A new study from the U.S. Army Corps of Engineers and the Metropolitan Sewer District will consider the beavers, and more importantly, Beargrass Creek as a whole.
The three forks of Beargrass Creek – the south fork, middle fork and muddy fork – wind through Middletown, Jeffersontown and Louisville communities to a confluence with the Ohio River. On its way, the creek meanders through neighborhoods, parks and businesses amassing runoff and garbage.
Lots of garbage: plastic bottles, Styrofoam containers, tires, clothes, tents, doors and at least one engine block.
This study will not be the first to consider the creek.
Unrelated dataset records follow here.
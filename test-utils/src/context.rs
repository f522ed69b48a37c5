use sea_orm::{sea_query::TableCreateStatement, ConnectionTrait, Database, DatabaseConnection};

use crate::error::TestError;

/// Test context containing the database connection for a single test.
///
/// Provides an in-memory SQLite database connection for isolated unit and integration
/// testing. The database is created lazily on first access and persists for the lifetime
/// of the test context.
pub struct TestContext {
    /// Optional database connection to in-memory SQLite instance.
    ///
    /// Initialized lazily when `database()` is first called.
    pub db: Option<DatabaseConnection>,
}

impl TestContext {
    /// Creates a new empty test context with no database connection.
    pub fn new() -> Self {
        Self { db: None }
    }

    /// Gets or creates the in-memory SQLite database connection.
    ///
    /// # Returns
    /// - `Ok(&DatabaseConnection)` - Reference to the database connection
    /// - `Err(TestError::Database)` - Failed to connect to in-memory SQLite database
    pub async fn database(&mut self) -> Result<&DatabaseConnection, TestError> {
        match self.db {
            Some(ref db) => Ok(db),
            None => {
                let db = Database::connect("sqlite::memory:").await?;

                let db_ref = self.db.insert(db);

                Ok(&*db_ref)
            }
        }
    }

    /// Creates database tables from the provided CREATE TABLE statements.
    ///
    /// Typically called by `TestBuilder::build()` rather than directly.
    ///
    /// # Arguments
    /// - `stmts` - CREATE TABLE statements to execute in order
    ///
    /// # Returns
    /// - `Ok(())` - All tables created successfully
    /// - `Err(TestError::Database)` - Failed to create one or more tables
    pub async fn with_tables(&mut self, stmts: Vec<TableCreateStatement>) -> Result<(), TestError> {
        let db = self.database().await?;

        for stmt in stmts {
            db.execute(&stmt).await?;
        }

        Ok(())
    }
}

impl Default for TestContext {
    fn default() -> Self {
        Self::new()
    }
}
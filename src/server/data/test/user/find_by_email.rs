use super::*;

/// Tests finding a user by exact email.
///
/// Expected: Ok(Some(User))
#[tokio::test]
async fn finds_user_by_email() -> Result<(), DbErr> {
    let test = TestBuilder::new().with_user_tables().build().await.unwrap();
    let db = test.db.as_ref().unwrap();

    let created = factory::user::create_user_with_email(db, "saul@bettercall.com").await?;
    factory::user::create_user(db).await?;

    let repo = UserRepository::new(db);
    let result = repo.find_by_email("saul@bettercall.com").await?;

    assert_eq!(result.map(|u| u.id), Some(created.id));

    Ok(())
}

/// Tests looking up an email that is not registered.
///
/// Expected: Ok(None)
#[tokio::test]
async fn returns_none_for_unknown_email() -> Result<(), DbErr> {
    let test = TestBuilder::new().with_user_tables().build().await.unwrap();
    let db = test.db.as_ref().unwrap();

    factory::user::create_user_with_email(db, "saul@bettercall.com").await?;

    let repo = UserRepository::new(db);
    let result = repo.find_by_email("kim@bettercall.com").await?;

    assert!(result.is_none());

    Ok(())
}
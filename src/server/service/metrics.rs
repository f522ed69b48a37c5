//! Visit counter for the static file server.
//!
//! Counts requests served under `/app` for the admin metrics page. The counter lives in
//! application state rather than a global; clones share one underlying atomic.

use std::sync::{
    atomic::{AtomicU64, Ordering},
    Arc,
};

/// Process-wide count of static file requests.
///
/// Cheap to clone; every clone observes and updates the same value. Increments never
/// lose updates under concurrent access. No other state is synchronized through the
/// counter, so relaxed ordering is used throughout.
#[derive(Clone, Debug, Default)]
pub struct VisitCounter {
    hits: Arc<AtomicU64>,
}

impl VisitCounter {
    /// Creates a counter starting at zero.
    pub fn new() -> Self {
        Self::default()
    }

    /// Records one visit.
    ///
    /// # Returns
    /// - `u64` - Count after this visit
    pub fn increment(&self) -> u64 {
        self.hits.fetch_add(1, Ordering::Relaxed) + 1
    }

    /// Current number of recorded visits.
    pub fn load(&self) -> u64 {
        self.hits.load(Ordering::Relaxed)
    }

    /// Sets the count back to zero.
    pub fn reset(&self) {
        self.hits.store(0, Ordering::Relaxed);
    }
}
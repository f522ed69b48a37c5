//! Chirp validation and censorship.
//!
//! A chirp is accepted when it is no longer than the configured limit. Accepted chirps
//! have every forbidden word replaced by a fixed mask. Matching is case-insensitive and
//! whole-token: the body is split on single spaces only, so runs of spaces produce empty
//! tokens and other whitespace stays inside its token.

use crate::server::{
    config::ChirpRules,
    model::chirp::{ChirpValidation, ValidateChirpParam, CHIRP_TOO_LONG},
};

/// Replacement text for a censored word.
pub const CENSOR_MASK: &str = "****";

/// Validates a chirp body and masks forbidden words.
///
/// Length is counted in characters of the raw body, before censoring. Oversized bodies
/// are rejected without being tokenized.
///
/// # Arguments
/// - `body` - Raw chirp text
/// - `max_length` - Longest accepted body, in characters (inclusive)
/// - `forbidden_words` - Lowercase words to mask
///
/// # Returns
/// - `ChirpValidation::Rejected` - Body longer than `max_length`
/// - `ChirpValidation::Accepted` - Body with each forbidden token replaced by `****`
pub fn validate<S: AsRef<str>>(
    body: &str,
    max_length: usize,
    forbidden_words: &[S],
) -> ChirpValidation {
    if body.chars().count() > max_length {
        return ChirpValidation::Rejected {
            reason: CHIRP_TOO_LONG.to_string(),
        };
    }

    let cleaned_body = body
        .split(' ')
        .map(|token| {
            let lowered = token.to_lowercase();
            if forbidden_words
                .iter()
                .any(|word| word.as_ref() == lowered)
            {
                CENSOR_MASK
            } else {
                token
            }
        })
        .collect::<Vec<_>>()
        .join(" ");

    ChirpValidation::Accepted { cleaned_body }
}

/// Service applying the configured chirp rules.
pub struct ChirpService<'a> {
    rules: &'a ChirpRules,
}

impl<'a> ChirpService<'a> {
    pub fn new(rules: &'a ChirpRules) -> Self {
        Self { rules }
    }

    /// Validates a submitted chirp against the configured rules.
    ///
    /// # Arguments
    /// - `param` - Chirp body and optional author ID
    ///
    /// # Returns
    /// - `ChirpValidation` - Rejection reason or cleaned body
    pub fn validate(&self, param: ValidateChirpParam) -> ChirpValidation {
        let result = validate(
            &param.body,
            self.rules.max_length,
            self.rules.forbidden_words.as_slice(),
        );

        match &result {
            ChirpValidation::Rejected { reason } => {
                tracing::debug!(user_id = ?param.user_id, "Chirp rejected: {}", reason)
            }
            ChirpValidation::Accepted { cleaned_body } => {
                let censored = *cleaned_body != param.body;
                tracing::debug!(user_id = ?param.user_id, censored, "Chirp accepted")
            }
        }

        result
    }
}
Not the second or third either. Or the fourth. Or fifth. Wicks said it’s actually the seventh study looking at Beargrass Creek. But Wicks is also a little more hopeful this time around.
The three-year, $3 million feasibility study is only one of a half dozen similar projects across the United States and is the only ecosystem restoration projection nationwide. The Army Corps program is the same one used to restore the Everglades and the Los Angeles River.
“You know when you get Congress to say ‘Yes this is one of six studies across the entire United States, the only one focused on urban watersheds,’ it tends to have a little bit more oomph,” Wicks said.
Army Corps Project Lead Andrew Reed said the study will look through “all of the possibilities” to restore Beargrass Creek.
Biologists, engineers, economists and real estate specialists will be brought in for their expertise. They’ll consider how to best manage the creek’s flow, water quality and ecosystems.
They’ll consider climate adaptation strategies to make the urban creek more resilient in the face of warming-induced flash flooding.
And they’ll meet with private landowners to consider ways to perhaps widen the stream, create wetlands and create riparian buffers.
They’ll also consider the critters, from the small invertebrates to bucktooth rodents.
“It’s about restoring native habitat for birds and bats and amphibians and fish. We are really looking at diversifying the types of habitat in Beargrass Creek,” Reed said.
But the study is only the first step, the final plan will need to be authorized by Congress. The earliest that could happen is in 2022.
In the meantime, consider the beaver.